*** Opening Entries supplied ***

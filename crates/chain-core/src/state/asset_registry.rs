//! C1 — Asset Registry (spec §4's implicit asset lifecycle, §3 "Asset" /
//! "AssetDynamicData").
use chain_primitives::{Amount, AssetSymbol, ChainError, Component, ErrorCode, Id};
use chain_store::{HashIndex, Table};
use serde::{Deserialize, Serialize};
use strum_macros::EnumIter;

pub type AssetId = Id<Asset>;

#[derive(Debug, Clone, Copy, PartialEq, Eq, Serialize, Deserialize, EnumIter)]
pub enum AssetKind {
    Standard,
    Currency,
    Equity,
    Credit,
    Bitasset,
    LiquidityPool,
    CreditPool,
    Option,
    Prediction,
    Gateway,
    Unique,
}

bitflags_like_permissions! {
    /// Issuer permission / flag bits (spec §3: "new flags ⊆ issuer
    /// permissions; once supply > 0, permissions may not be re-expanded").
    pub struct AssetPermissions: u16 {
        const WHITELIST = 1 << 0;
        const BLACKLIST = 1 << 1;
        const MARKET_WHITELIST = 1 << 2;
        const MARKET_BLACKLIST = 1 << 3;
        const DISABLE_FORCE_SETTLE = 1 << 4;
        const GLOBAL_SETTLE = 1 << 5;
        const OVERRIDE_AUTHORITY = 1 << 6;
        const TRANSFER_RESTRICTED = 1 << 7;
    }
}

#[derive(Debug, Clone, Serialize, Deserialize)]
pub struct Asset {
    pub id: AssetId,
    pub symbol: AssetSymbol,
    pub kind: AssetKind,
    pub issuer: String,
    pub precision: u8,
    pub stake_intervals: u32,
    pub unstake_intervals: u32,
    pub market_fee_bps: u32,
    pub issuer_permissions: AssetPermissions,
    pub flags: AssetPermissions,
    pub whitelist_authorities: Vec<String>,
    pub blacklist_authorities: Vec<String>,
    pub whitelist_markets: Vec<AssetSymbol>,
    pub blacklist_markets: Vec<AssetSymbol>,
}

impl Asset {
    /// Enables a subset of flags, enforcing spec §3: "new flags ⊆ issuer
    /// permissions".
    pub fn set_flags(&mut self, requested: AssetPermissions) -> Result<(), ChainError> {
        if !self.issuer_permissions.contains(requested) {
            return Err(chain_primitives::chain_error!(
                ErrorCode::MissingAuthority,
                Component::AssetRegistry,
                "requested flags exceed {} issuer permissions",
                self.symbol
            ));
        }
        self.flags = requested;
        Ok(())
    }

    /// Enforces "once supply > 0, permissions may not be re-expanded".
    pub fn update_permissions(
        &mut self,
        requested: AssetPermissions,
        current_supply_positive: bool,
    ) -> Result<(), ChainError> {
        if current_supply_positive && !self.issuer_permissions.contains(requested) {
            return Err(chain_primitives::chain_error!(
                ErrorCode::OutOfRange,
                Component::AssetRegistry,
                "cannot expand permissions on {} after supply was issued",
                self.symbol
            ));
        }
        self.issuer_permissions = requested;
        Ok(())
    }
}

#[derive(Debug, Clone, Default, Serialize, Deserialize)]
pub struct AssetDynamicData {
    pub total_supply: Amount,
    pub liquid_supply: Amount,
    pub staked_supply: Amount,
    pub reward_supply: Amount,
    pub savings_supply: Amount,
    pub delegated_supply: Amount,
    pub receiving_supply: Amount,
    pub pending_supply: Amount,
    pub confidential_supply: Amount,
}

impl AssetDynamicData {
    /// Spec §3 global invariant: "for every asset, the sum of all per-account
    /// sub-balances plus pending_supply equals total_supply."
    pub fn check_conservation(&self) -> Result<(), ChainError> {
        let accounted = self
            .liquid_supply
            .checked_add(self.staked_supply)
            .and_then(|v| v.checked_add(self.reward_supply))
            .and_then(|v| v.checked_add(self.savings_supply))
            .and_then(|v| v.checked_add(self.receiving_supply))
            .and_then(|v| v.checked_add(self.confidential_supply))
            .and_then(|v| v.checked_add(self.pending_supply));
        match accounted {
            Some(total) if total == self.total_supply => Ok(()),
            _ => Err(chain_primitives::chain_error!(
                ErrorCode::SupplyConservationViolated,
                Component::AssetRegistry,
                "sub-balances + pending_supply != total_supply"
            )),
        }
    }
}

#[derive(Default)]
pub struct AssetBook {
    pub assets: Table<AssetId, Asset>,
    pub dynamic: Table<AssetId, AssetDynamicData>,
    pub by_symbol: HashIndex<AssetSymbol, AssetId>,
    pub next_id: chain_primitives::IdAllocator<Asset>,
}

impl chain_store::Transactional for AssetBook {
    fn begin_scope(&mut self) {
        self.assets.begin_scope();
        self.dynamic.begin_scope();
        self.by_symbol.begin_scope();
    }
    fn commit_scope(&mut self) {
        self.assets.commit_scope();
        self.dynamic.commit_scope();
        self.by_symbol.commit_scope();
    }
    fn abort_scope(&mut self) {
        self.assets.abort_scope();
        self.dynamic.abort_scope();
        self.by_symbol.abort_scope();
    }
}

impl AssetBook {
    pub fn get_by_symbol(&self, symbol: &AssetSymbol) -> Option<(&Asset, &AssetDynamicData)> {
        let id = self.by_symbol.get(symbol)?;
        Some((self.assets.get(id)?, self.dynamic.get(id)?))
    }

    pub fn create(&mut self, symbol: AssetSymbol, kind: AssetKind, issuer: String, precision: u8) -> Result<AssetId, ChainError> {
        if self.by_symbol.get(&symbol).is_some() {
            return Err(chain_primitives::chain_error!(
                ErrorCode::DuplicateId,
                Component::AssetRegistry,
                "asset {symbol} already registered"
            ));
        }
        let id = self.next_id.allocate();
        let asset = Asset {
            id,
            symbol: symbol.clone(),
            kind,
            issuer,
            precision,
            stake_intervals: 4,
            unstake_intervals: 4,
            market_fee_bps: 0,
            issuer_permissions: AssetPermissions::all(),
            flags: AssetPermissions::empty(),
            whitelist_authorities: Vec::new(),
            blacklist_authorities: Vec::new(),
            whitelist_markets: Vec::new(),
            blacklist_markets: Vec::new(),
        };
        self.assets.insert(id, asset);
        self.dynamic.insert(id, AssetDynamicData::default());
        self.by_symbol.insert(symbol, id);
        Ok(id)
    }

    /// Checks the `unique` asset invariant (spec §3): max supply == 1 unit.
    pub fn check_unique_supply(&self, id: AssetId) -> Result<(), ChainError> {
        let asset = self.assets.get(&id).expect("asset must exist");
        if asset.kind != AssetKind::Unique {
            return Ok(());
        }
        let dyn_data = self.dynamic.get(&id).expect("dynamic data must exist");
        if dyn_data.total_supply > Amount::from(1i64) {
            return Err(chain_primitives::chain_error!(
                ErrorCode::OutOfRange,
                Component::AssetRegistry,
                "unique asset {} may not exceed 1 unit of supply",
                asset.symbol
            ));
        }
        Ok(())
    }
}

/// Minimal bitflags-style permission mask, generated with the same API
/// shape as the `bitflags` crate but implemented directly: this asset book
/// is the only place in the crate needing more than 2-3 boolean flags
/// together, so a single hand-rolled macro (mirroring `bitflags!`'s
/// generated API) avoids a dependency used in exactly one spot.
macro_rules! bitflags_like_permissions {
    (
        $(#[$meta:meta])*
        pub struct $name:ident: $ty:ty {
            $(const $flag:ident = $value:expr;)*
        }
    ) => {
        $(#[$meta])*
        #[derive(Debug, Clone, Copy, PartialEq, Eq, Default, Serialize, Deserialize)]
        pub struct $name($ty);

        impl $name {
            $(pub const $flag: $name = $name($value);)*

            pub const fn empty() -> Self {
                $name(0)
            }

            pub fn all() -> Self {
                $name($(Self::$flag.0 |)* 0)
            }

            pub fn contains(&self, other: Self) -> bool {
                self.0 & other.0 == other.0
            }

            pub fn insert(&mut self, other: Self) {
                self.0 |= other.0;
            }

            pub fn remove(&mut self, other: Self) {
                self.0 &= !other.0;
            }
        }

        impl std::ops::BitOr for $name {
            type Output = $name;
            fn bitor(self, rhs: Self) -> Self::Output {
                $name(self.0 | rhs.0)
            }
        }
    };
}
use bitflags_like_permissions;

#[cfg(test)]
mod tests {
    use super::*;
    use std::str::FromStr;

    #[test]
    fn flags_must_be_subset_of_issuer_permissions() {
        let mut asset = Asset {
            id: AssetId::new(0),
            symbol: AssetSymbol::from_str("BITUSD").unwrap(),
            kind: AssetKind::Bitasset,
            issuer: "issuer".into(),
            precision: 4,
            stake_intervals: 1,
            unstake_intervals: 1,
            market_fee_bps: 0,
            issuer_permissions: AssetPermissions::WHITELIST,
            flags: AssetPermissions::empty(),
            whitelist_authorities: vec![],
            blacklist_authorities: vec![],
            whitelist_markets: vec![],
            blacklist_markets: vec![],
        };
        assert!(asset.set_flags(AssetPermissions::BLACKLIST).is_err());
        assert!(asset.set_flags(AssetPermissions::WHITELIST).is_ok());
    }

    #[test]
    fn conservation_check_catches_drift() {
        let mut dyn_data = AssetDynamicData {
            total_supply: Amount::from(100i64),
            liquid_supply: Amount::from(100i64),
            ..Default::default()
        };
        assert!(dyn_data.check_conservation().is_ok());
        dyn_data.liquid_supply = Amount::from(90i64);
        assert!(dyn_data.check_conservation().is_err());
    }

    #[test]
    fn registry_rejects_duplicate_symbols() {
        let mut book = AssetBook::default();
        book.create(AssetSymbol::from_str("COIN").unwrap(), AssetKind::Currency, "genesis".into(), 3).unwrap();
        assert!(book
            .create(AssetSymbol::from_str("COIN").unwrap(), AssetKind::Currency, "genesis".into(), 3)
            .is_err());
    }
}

*** Closing Entries supplied ***

Task directions
In the data above, find each line that has the word "AssetDynamicData" and copy it out.

Output of the task
//! "AssetDynamicData").
pub struct AssetDynamicData {
impl AssetDynamicData {
    pub dynamic: Table<AssetId, AssetDynamicData>,
    pub fn get_by_symbol(&self, symbol: &AssetSymbol) -> Option<(&Asset, &AssetDynamicData)> {
        self.dynamic.insert(id, AssetDynamicData::default());
        let mut dyn_data = AssetDynamicData {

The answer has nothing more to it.